### [AIM OF THE EXERCISE]
Copy each line of the listing where the word "Ordering" can be found.

### [THE DATA]
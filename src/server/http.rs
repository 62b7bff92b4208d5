use crate::audit::AuditKind;
use crate::config::SettingsUpdate;
use crate::logs::LogKind;
use crate::server::AppState;
use crate::server::ws::EXTENSION_WS_PATH;
use crate::{BridgeError, Result};
use axum::{
    Json, Router,
    extract::{State, WebSocketUpgrade},
    http::StatusCode,
    response::Response,
    routing::{get, post},
};
use serde::Deserialize;
use serde_json::{Value, json};
use std::sync::atomic::Ordering;
use tower_http::cors::{Any, CorsLayer};

pub const IDENTITY_SIGNATURE: &str = "browser-telemetry-bridge";

#[derive(Deserialize)]
struct ExtensionLogRequest {
    data: Value,
    settings: Option<SettingsUpdate>,
}

#[derive(Deserialize)]
struct SelectedElementRequest {
    data: Value,
}

#[derive(Deserialize)]
struct CurrentUrlRequest {
    url: String,
    #[serde(rename = "tabId")]
    tab_id: Option<Value>,
    source: Option<String>,
    #[allow(dead_code)]
    timestamp: Option<u64>,
}

#[derive(Deserialize)]
struct DirectScreenshotRequest {
    data: String,
    filename: Option<String>,
}

#[derive(Deserialize, Default)]
struct AuditRequest {
    url: Option<String>,
}

pub fn router(state: AppState) -> Router {
    let cors = CorsLayer::new()
        .allow_origin(Any)
        .allow_methods(Any)
        .allow_headers(Any);

    Router::new()
        .route("/extension-log", post(ingest_extension_log))
        .route("/console-logs", get(get_console_logs))
        .route("/console-errors", get(get_console_errors))
        .route("/network-errors", get(get_network_errors))
        .route("/network-success", get(get_network_success))
        .route("/all-xhr", get(get_all_xhr))
        .route("/selected-element", post(post_selected_element).get(get_selected_element))
        .route("/.port", get(get_port))
        .route("/.identity", get(get_identity))
        .route("/wipelogs", post(wipe_logs))
        .route("/current-url", post(post_current_url).get(get_current_url))
        .route("/capture-screenshot", post(capture_screenshot))
        .route("/screenshot", post(save_screenshot))
        .route("/accessibility-audit", post(accessibility_audit))
        .route("/performance-audit", post(performance_audit))
        .route("/seo-audit", post(seo_audit))
        .route("/best-practices-audit", post(best_practices_audit))
        .route(EXTENSION_WS_PATH, get(extension_ws_upgrade))
        .layer(axum::extract::DefaultBodyLimit::max(50 * 1024 * 1024))
        .layer(cors)
        .with_state(state)
}

fn error_response(err: BridgeError) -> (StatusCode, Json<Value>) {
    let status =
        StatusCode::from_u16(err.status_code()).unwrap_or(StatusCode::INTERNAL_SERVER_ERROR);
    (status, Json(json!({"error": err.to_string()})))
}

fn ok_or_error(result: Result<Value>) -> (StatusCode, Json<Value>) {
    match result {
        Ok(value) => (StatusCode::OK, Json(value)),
        Err(err) => error_response(err),
    }
}

async fn extension_ws_upgrade(State(state): State<AppState>, ws: WebSocketUpgrade) -> Response {
    let bridge = state.bridge.clone();
    ws.on_upgrade(move |socket| bridge.run_connection(socket))
}

async fn ingest_extension_log(
    State(state): State<AppState>,
    Json(req): Json<ExtensionLogRequest>,
) -> Json<Value> {
    if let Some(update) = req.settings {
        state.settings.write().await.merge(update);
    }
    state.logs.ingest(req.data).await;
    Json(json!({"status": "ok"}))
}

async fn get_console_logs(State(state): State<AppState>) -> Json<Vec<Value>> {
    Json(state.logs.query(LogKind::ConsoleLogs).await)
}

async fn get_console_errors(State(state): State<AppState>) -> Json<Vec<Value>> {
    Json(state.logs.query(LogKind::ConsoleErrors).await)
}

async fn get_network_errors(State(state): State<AppState>) -> Json<Vec<Value>> {
    Json(state.logs.query(LogKind::NetworkErrors).await)
}

async fn get_network_success(State(state): State<AppState>) -> Json<Vec<Value>> {
    Json(state.logs.query(LogKind::NetworkSuccess).await)
}

async fn get_all_xhr(State(state): State<AppState>) -> Json<Vec<Value>> {
    Json(state.logs.merged_network().await)
}

async fn post_selected_element(
    State(state): State<AppState>,
    Json(req): Json<SelectedElementRequest>,
) -> Json<Value> {
    state.logs.set_selected_element(req.data).await;
    Json(json!({"status": "ok"}))
}

async fn get_selected_element(State(state): State<AppState>) -> Json<Value> {
    match state.logs.selected_element().await {
        Some(element) => Json(element),
        None => Json(json!({"message": "No element selected"})),
    }
}

async fn get_port(State(state): State<AppState>) -> String {
    state.port.load(Ordering::SeqCst).to_string()
}

async fn get_identity(State(state): State<AppState>) -> Json<Value> {
    Json(json!({
        "port": state.port.load(Ordering::SeqCst),
        "name": env!("CARGO_PKG_NAME"),
        "version": env!("CARGO_PKG_VERSION"),
        "signature": IDENTITY_SIGNATURE,
    }))
}

async fn wipe_logs(State(state): State<AppState>) -> Json<Value> {
    state.logs.clear_all().await;
    Json(json!({"status": "ok", "message": "All logs cleared"}))
}

async fn post_current_url(
    State(state): State<AppState>,
    Json(req): Json<CurrentUrlRequest>,
) -> Json<Value> {
    let tab_id = req
        .tab_id
        .map(|v| v.to_string().trim_matches('"').to_owned());
    let old = state
        .logs
        .update_current_url(req.url.clone(), tab_id, req.source)
        .await;
    Json(json!({
        "status": "ok",
        "previousUrl": old,
        "url": req.url,
    }))
}

async fn get_current_url(State(state): State<AppState>) -> Json<Value> {
    // Ask a live extension to refresh the URL first; fall back to the
    // last value either channel stored.
    if let Ok(Some(url)) = state.bridge.request_current_url().await {
        return Json(json!({"url": url}));
    }
    Json(json!({"url": state.logs.current_url().await}))
}

async fn capture_screenshot(State(state): State<AppState>) -> (StatusCode, Json<Value>) {
    match state.screenshots.capture().await {
        Ok(outcome) => (
            StatusCode::OK,
            Json(json!({
                "status": "ok",
                "path": outcome.saved_path,
                "autoPasted": outcome.auto_pasted,
            })),
        ),
        Err(err) => error_response(err),
    }
}

async fn save_screenshot(
    State(state): State<AppState>,
    Json(req): Json<DirectScreenshotRequest>,
) -> (StatusCode, Json<Value>) {
    match state.screenshots.save_direct(&req.data, req.filename).await {
        Ok(path) => (StatusCode::OK, Json(json!({"status": "ok", "path": path}))),
        Err(err) => error_response(err),
    }
}

async fn run_audit(state: &AppState, kind: AuditKind, req: AuditRequest) -> Result<Value> {
    state.audits.run_audit(kind, req.url).await
}

async fn accessibility_audit(
    State(state): State<AppState>,
    body: Option<Json<AuditRequest>>,
) -> (StatusCode, Json<Value>) {
    let req = body.map(|Json(r)| r).unwrap_or_default();
    ok_or_error(run_audit(&state, AuditKind::Accessibility, req).await)
}

async fn performance_audit(
    State(state): State<AppState>,
    body: Option<Json<AuditRequest>>,
) -> (StatusCode, Json<Value>) {
    let req = body.map(|Json(r)| r).unwrap_or_default();
    ok_or_error(run_audit(&state, AuditKind::Performance, req).await)
}

async fn seo_audit(
    State(state): State<AppState>,
    body: Option<Json<AuditRequest>>,
) -> (StatusCode, Json<Value>) {
    let req = body.map(|Json(r)| r).unwrap_or_default();
    ok_or_error(run_audit(&state, AuditKind::Seo, req).await)
}

async fn best_practices_audit(
    State(state): State<AppState>,
    body: Option<Json<AuditRequest>>,
) -> (StatusCode, Json<Value>) {
    let req = body.map(|Json(r)| r).unwrap_or_default();
    ok_or_error(run_audit(&state, AuditKind::BestPractices, req).await)
}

### [RESULT FOR THIS TASK]
use std::sync::atomic::Ordering;
    state.port.load(Ordering::SeqCst).to_string()
        "port": state.port.load(Ordering::SeqCst),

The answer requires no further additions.